Recovery in printing: the new Biddles

Anthony Haynes writes: Last year I wrote a post about the demise of an East Anglian book printing company, namely Biddles (see ‘Lessons from a printer’s demise‘, 4 June 2013). Since then, Companies House (the registrar for companies in England and Wales) has posted a proposal to strike off the company. But now comes what I think is welcome news — a phoenix rising from the ashes, albeit in a somewhat new guide. I’m grateful to Nigel Mitchell for the following post.

Nigel Mitchell writesBiddles is now being run by Nigel Mitchell and Rod Willett as a print management company dedicated to the needs of the smaller publisher. Both Rod and I have vast experience in this publishing environment and combine this with a wide range of industry contacts and a passion for getting the results you want at a price that represents exceptional value for money.

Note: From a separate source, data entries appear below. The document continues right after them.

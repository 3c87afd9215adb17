//! Identifiers embedded in virtual-tree paths.
//!
//! Each extractor returns `None` when the path does not carry that kind of
//! identifier, including when the path is not recognized at all.

use crate::grammar::{is_scan_key, try_classify, PathKind};

/// Returns the scan key (`"1.1"`) of a path below the root.
#[must_use]
pub fn scan_key(path: &str) -> Option<&str> {
    let first = path.strip_prefix('/')?.split('/').next()?;
    is_scan_key(first).then_some(first)
}

/// Returns the MCA analyser index of a path below a `mca_<i>` group.
#[must_use]
pub fn mca_index(path: &str) -> Option<usize> {
    try_classify(path)?.mca_index
}

/// Returns the motor name of a `positioners/<motor>` dataset.
#[must_use]
pub fn motor_name(path: &str) -> Option<&str> {
    let found = try_classify(path)?;
    (found.kind == PathKind::Positioner).then_some(found.name?)
}

/// Returns the column label of a `measurement/<label>` dataset.
///
/// `mca_<i>` names are reserved for analyser groups and never returned.
#[must_use]
pub fn column_label(path: &str) -> Option<&str> {
    let found = try_classify(path)?;
    (found.kind == PathKind::MeasurementColumn).then_some(found.name?)
}
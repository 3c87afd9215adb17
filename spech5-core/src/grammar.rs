//! Path grammar of the virtual tree.
//!
//! Every absolute path is classified against an ordered rule table. Each
//! rule is a list of segment patterns; the first rule matching all segments
//! wins, which makes the categories mutually exclusive by construction.
//!
//! ```text
//! /
//!     1.1/
//!         title
//!         start_time
//!         instrument/
//!             positioners/
//!                 <motor>
//!             mca_0/
//!                 data, calibration, channels
//!                 preset_time, elapsed_time, live_time   (with #@CTIME)
//!         measurement/
//!             <column>
//!             mca_0/
//!                 data -> /1.1/instrument/mca_0/data
//!                 info -> /1.1/instrument/mca_0
//! ```

use crate::{Error, Result};

#[cfg(feature = "serde")]
use serde::{Deserialize, Serialize};

/// Immediate children of a scan group.
pub const SCAN_MEMBERS: [&str; 4] = ["title", "start_time", "instrument", "measurement"];
/// Static children of an instrument group (MCA groups are added per scan).
pub const INSTRUMENT_MEMBERS: [&str; 1] = ["positioners"];
/// Children of a `measurement/mca_<i>` group.
pub const MEASUREMENT_MCA_MEMBERS: [&str; 2] = ["data", "info"];
/// Datasets present in every `instrument/mca_<i>` group.
pub const INSTRUMENT_MCA_MEMBERS: [&str; 3] = ["data", "calibration", "channels"];
/// Datasets present in `instrument/mca_<i>` when the scan has `#@CTIME`.
pub const MCA_TIMING_MEMBERS: [&str; 3] = ["preset_time", "elapsed_time", "live_time"];

const MCA_INFO_MEMBERS: [&str; 6] = [
    "data",
    "calibration",
    "channels",
    "preset_time",
    "elapsed_time",
    "live_time",
];

/// Structural class of a path.
#[derive(Debug, Clone, Copy, PartialEq, Eq, Hash)]
#[cfg_attr(feature = "serde", derive(Serialize, Deserialize))]
pub enum PathClass {
    Group,
    Dataset,
    LinkToGroup,
    LinkToDataset,
}

/// Category of a path in the virtual tree.
#[derive(Debug, Clone, Copy, PartialEq, Eq, Hash)]
#[cfg_attr(feature = "serde", derive(Serialize, Deserialize))]
pub enum PathKind {
    Root,
    Scan,
    Instrument,
    Positioners,
    Measurement,
    MeasurementMca,
    InstrumentMca,
    Title,
    StartTime,
    Positioner,
    MeasurementColumn,
    McaData,
    McaCalibration,
    McaChannels,
    McaPresetTime,
    McaElapsedTime,
    McaLiveTime,
    /// `measurement/mca_<i>/info`, links to `instrument/mca_<i>`.
    McaInfo,
    /// `measurement/mca_<i>/data`, links to `instrument/mca_<i>/data`.
    McaDataLink,
    /// `measurement/mca_<i>/info/<name>`, links to `instrument/mca_<i>/<name>`.
    McaInfoDataset,
}

impl PathKind {
    /// Returns the structural class of this category.
    #[must_use]
    pub const fn class(self) -> PathClass {
        match self {
            Self::Root
            | Self::Scan
            | Self::Instrument
            | Self::Positioners
            | Self::Measurement
            | Self::MeasurementMca
            | Self::InstrumentMca => PathClass::Group,
            Self::Title
            | Self::StartTime
            | Self::Positioner
            | Self::MeasurementColumn
            | Self::McaData
            | Self::McaCalibration
            | Self::McaChannels
            | Self::McaPresetTime
            | Self::McaElapsedTime
            | Self::McaLiveTime => PathClass::Dataset,
            Self::McaInfo => PathClass::LinkToGroup,
            Self::McaDataLink | Self::McaInfoDataset => PathClass::LinkToDataset,
        }
    }

    /// Returns true for groups and links to groups.
    #[must_use]
    pub const fn is_group_like(self) -> bool {
        matches!(self.class(), PathClass::Group | PathClass::LinkToGroup)
    }

    /// Returns true for links of either kind.
    #[must_use]
    pub const fn is_link(self) -> bool {
        matches!(
            self.class(),
            PathClass::LinkToGroup | PathClass::LinkToDataset
        )
    }

    /// Returns true for the MCA timing datasets, which only exist with `#@CTIME`.
    #[must_use]
    pub const fn is_mca_timing(self) -> bool {
        matches!(
            self,
            Self::McaPresetTime | Self::McaElapsedTime | Self::McaLiveTime
        )
    }
}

But why use the services of a print manager rather than working directly with the printer?

Our new independence means we are not tied to a specific print supplier and can choose carefully from a wide range of UK suppliers who have the appropriate technology and are dedicated to the demands of smaller publishers.

Every project has its own unique challenges and it’s rare that a single printer has the range of equipment to cover each request with the same level of price competitiveness and service, consequently it’s often difficult for a ‘publisher’ to find the exact fit for the individual needs of each project.

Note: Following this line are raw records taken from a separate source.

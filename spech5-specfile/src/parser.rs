//! SpecFile text parser.

use crate::scan::Scan;
use crate::section::{
    discover_sections, numbered, split_header, split_labels, FileHeader, ScanSection,
};
use crate::{Error, Result, SpecFile};
use ndarray::Array2;
use rayon::prelude::*;
use std::collections::BTreeMap;
use std::sync::Arc;

#[cfg(feature = "serde")]
use serde::{Deserialize, Serialize};

/// Configuration for the SpecFile parser.
#[derive(Debug, Clone)]
#[cfg_attr(feature = "serde", derive(Serialize, Deserialize))]
pub struct ParserConfig {
    /// Whether to parse scans in parallel.
    pub parallel: bool,
    /// Minimum number of scans before parsing in parallel.
    pub parallel_threshold: usize,
}

impl Default for ParserConfig {
    fn default() -> Self {
        Self {
            parallel: true,
            parallel_threshold: 16,
        }
    }
}

impl ParserConfig {
    /// Creates a new parser configuration with default values.
    #[must_use]
    pub fn new() -> Self {
        Self::default()
    }

    /// Sets whether to use parallel parsing.
    #[must_use]
    pub fn with_parallel(mut self, parallel: bool) -> Self {
        self.parallel = parallel;
        self
    }

    /// Sets the scan count above which parsing runs in parallel.
    #[must_use]
    pub fn with_parallel_threshold(mut self, threshold: usize) -> Self {
        self.parallel_threshold = threshold;
        self
    }
}

/// SpecFile parser.
#[derive(Debug, Clone, Default)]
pub struct SpecParser {
    config: ParserConfig,
}

impl SpecParser {
    /// Creates a new parser with default configuration.
    #[must_use]
    pub fn new() -> Self {
        Self::default()
    }

    /// Creates a new parser with the given configuration.
    #[must_use]
    pub fn with_config(config: ParserConfig) -> Self {
        Self { config }
    }

    /// Parses the text of a SpecFile.
    ///
    /// # Errors
    /// Returns an error for a malformed `#S` line, an invalid number, ragged
    /// data rows or data that does not match its labels.
    pub fn parse(&self, filename: &str, text: &str) -> Result<SpecFile> {
        let layout = discover_sections(text)?;
        let headers: Vec<_> = layout.headers.into_iter().map(Arc::new).collect();
        log::debug!(
            "{filename}: {} scans, {} file headers",
            layout.sections.len(),
            headers.len()
        );

        let parse_one = |section: &ScanSection| {
            let header = Arc::clone(&headers[section.header_index]);
            parse_section(text, section, header)
        };
        let scans = if self.config.parallel && layout.sections.len() > self.config.parallel_threshold
        {
            layout
                .sections
                .par_iter()
                .map(parse_one)
                .collect::<Result<Vec<_>>>()?
        } else {
            layout
                .sections
                .iter()
                .map(parse_one)
                .collect::<Result<Vec<_>>>()?
        };

        Ok(SpecFile::from_scans(filename, scans))
    }
}

/// Parses one scan section.
///
/// This is designed to be called in parallel for different sections.
fn parse_section(text: &str, section: &ScanSection, file_header: Arc<FileHeader>) -> Result<Scan> {
    let key = section.key();
    let body = &text[section.start_offset..section.end_offset];

    let mut header = Vec::new();
    let mut mca_header = Vec::new();
    let mut labels = Vec::new();
    let mut position_lines: BTreeMap<u32, Vec<f64>> = BTreeMap::new();
    let mut rows: Vec<Vec<f64>> = Vec::new();
    let mut width: Option<usize> = None;
    let mut mca = Vec::new();
    let mut pending: Option<Vec<f64>> = None;

    for (index, raw) in body.lines().enumerate() {
        let line_no = section.first_line + index;
        let line = raw.trim_end();

        if let Some(mut spectrum) = pending.take() {
            let (values, continues) = strip_continuation(line);
            spectrum.extend(parse_numbers(line_no, values)?);
            if continues {
                pending = Some(spectrum);
            } else {
                mca.push(spectrum);
            }
            continue;
        }

        if let Some(rest) = line.strip_prefix("#@") {
            let key_end = rest.find(char::is_whitespace).unwrap_or(rest.len());
            let (mca_key, value) = rest.split_at(key_end);
            mca_header.push((mca_key.to_string(), value.trim().to_string()));
        } else if let Some((header_key, value)) = split_header(line) {
            if header_key == "L" {
                labels = split_labels(value);
            } else if let Some(n) = numbered(header_key, "P") {
                position_lines.insert(n, parse_numbers(line_no, value)?);
            }
            header.push((header_key.to_string(), value.to_string()));
        } else if let Some(values) = line.strip_prefix("@A") {
            let (values, continues) = strip_continuation(values);
            let spectrum = parse_numbers(line_no, values)?;
            if continues {
                pending = Some(spectrum);
            } else {
                mca.push(spectrum);
            }
        } else if line.starts_with('#') || line.starts_with('@') || line.is_empty() {
            continue;
        } else {
            let row = parse_numbers(line_no, line)?;
            match width {
                None => width = Some(row.len()),
                Some(expected) if expected != row.len() => {
                    return Err(Error::RaggedData {
                        scan: key,
                        line: line_no,
                        expected,
                        found: row.len(),
                    });
                }
                Some(_) => {}
            }
            rows.push(row);
        }
    }
    if let Some(spectrum) = pending {
        mca.push(spectrum);
    }

    let columns = width.unwrap_or(labels.len());
    if !rows.is_empty() && columns != labels.len() {
        return Err(Error::LabelMismatch {
            scan: key,
            labels: labels.len(),
            columns,
        });
    }
    let flat: Vec<f64> = rows.iter().flatten().copied().collect();
    let data = Array2::from_shape_vec((rows.len(), columns), flat).map_err(|_| {
        Error::LabelMismatch {
            scan: key.clone(),
            labels: labels.len(),
            columns,
        }
    })?;

    Ok(Scan {
        key,
        header,
        file_header,
        labels,
        data,
        positions: position_lines.into_values().flatten().collect(),
        mca,
        mca_header,
    })
}

fn strip_continuation(line: &str) -> (&str, bool) {
    let line = line.trim_end();
    match line.strip_suffix('\\') {
        Some(values) => (values, true),
        None => (line, false),
    }
}

fn parse_numbers(line: usize, text: &str) -> Result<Vec<f64>> {
    text.split_whitespace()
        .map(|token| {
            token.parse::<f64>().map_err(|_| Error::InvalidNumber {
                line,
                token: token.to_string(),
            })
        })
        .collect()
}

#[cfg(test)]
mod tests {
    use super::*;
    use approx::assert_relative_eq;
    use spech5_core::{ScanFile, ScanRecord};

    const TEXT: &str = "#F demo.dat
#D Thu Feb 11 09:54:35 2016
#O0 Pslit HGap  MRTSlit UP
#O1 Slit Vert Gap

#S 1 ascan  Pslit HGap 0 1  2 0.1
#D Sat 2015/03/14 03:53:50
#P0 0.5 1.5
#L Pslit HGap  det
#@MCA 16C
#@CHANN 3 0 2 1
#@CALIB 1 2 3
#@CTIME 10 9.5 11
@A 1 2 3
0 10
@A 4 5 \\
6
1 20
";

    fn parse(text: &str) -> SpecFile {
        SpecParser::new().parse("demo.dat", text).unwrap()
    }

    #[test]
    fn test_scan_headers() {
        let file = parse(TEXT);
        let scan = file.scan("1.1").unwrap();
        assert_eq!(scan.scan_header("S"), Some("1 ascan  Pslit HGap 0 1  2 0.1"));
        assert_eq!(scan.scan_header("D"), Some("Sat 2015/03/14 03:53:50"));
        assert_eq!(scan.file_header("D"), Some("Thu Feb 11 09:54:35 2016"));
        assert_eq!(scan.mca_header("CALIB"), Some("1 2 3"));
        assert_eq!(scan.mca_header("MCA"), Some("16C"));
    }

    #[test]
    fn test_data_and_labels() {
        let file = parse(TEXT);
        let scan = file.scan("1.1").unwrap();
        assert_eq!(scan.labels(), &["Pslit HGap", "det"]);
        assert_eq!(scan.data().shape(), &[2, 2]);
        assert_relative_eq!(scan.data()[[1, 1]], 20.0);
    }

    #[test]
    fn test_motors() {
        let file = parse(TEXT);
        let scan = file.scan("1.1").unwrap();
        assert_eq!(
            scan.motor_names(),
            &["Pslit HGap", "MRTSlit UP", "Slit Vert Gap"]
        );
        assert_eq!(scan.motor_position_by_name("MRTSlit UP"), Some(1.5));
        assert_eq!(
            scan.motor_position_by_name("Slit Vert Gap"),
            Some(f64::INFINITY)
        );
        assert_eq!(scan.motor_position_by_name("nope"), None);
    }

    #[test]
    fn test_mca_continuation() {
        let file = parse(TEXT);
        let scan = file.scan("1.1").unwrap();
        assert_eq!(
            scan.mca_spectra(),
            &[vec![1.0, 2.0, 3.0], vec![4.0, 5.0, 6.0]]
        );
        assert_eq!(scan.analyser_count().unwrap(), 1);
        assert_eq!(scan.mca_channels().unwrap(), vec![0.0, 1.0, 2.0]);
        assert_eq!(scan.mca_calibration().unwrap(), [1.0, 2.0, 3.0]);
    }

    #[test]
    fn test_ragged_rows() {
        let err = SpecParser::new()
            .parse("x", "#S 1 a\n#L a  b\n1 2\n3\n")
            .unwrap_err();
        assert_eq!(
            err,
            Error::RaggedData {
                scan: "1.1".to_string(),
                line: 4,
                expected: 2,
                found: 1
            }
        );
    }

    #[test]
    fn test_label_mismatch() {
        let err = SpecParser::new()
            .parse("x", "#S 1 a\n#L a\n1 2\n")
            .unwrap_err();
        assert!(matches!(err, Error::LabelMismatch { labels: 1, columns: 2, .. }));
    }

    #[test]
    fn test_invalid_number() {
        let err = SpecParser::new()
            .parse("x", "#S 1 a\n#L a\n1\nfoo\n")
            .unwrap_err();
        assert_eq!(
            err,
            Error::InvalidNumber {
                line: 4,
                token: "foo".to_string()
            }
        );
    }

    #[test]
    fn test_empty_scan() {
        let file = parse("#S 3 a\n#L x  y\n");
        let scan = file.scan("3.1").unwrap();
        assert_eq!(scan.data().shape(), &[0, 2]);
        assert!(scan.mca_spectra().is_empty());
        assert_eq!(scan.analyser_count().unwrap(), 0);
    }

    #[test]
    fn test_parallel_matches_sequential() {
        let text: String = (1..=40)
            .map(|n| format!("#S {n} a\n#L x\n{n}\n\n"))
            .collect();
        let parallel = SpecParser::with_config(ParserConfig::new().with_parallel_threshold(4))
            .parse("x", &text)
            .unwrap();
        let sequential = SpecParser::with_config(ParserConfig::new().with_parallel(false))
            .parse("x", &text)
            .unwrap();
        assert_eq!(parallel.scan_keys(), sequential.scan_keys());
        assert_eq!(parallel.scan_keys().len(), 40);
        let scan = parallel.scan("40.1").unwrap();
        assert_relative_eq!(scan.data()[[0, 0]], 40.0);
    }
}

Biddles has the ability to negotiate pricing levels normally associated with much larger publishers, in return guaranteeing the printer a consistency in file submission, technical specification and customer communication.

We also have greater ‘leverage’ with our suppliers ensuring service levels are maintained at the highest levels.

Also, in answer to some of the previous issues raised, our customers are secure in the knowledge that their initial deposits are held independent of the printer and payment only completed when the final product is approved and delivered: hence  our customers money is not at risk from a printer’s insolvency and if the worst were to happen during production our range of suppliers could very quickly pick up the project and complete the books with minimal delay.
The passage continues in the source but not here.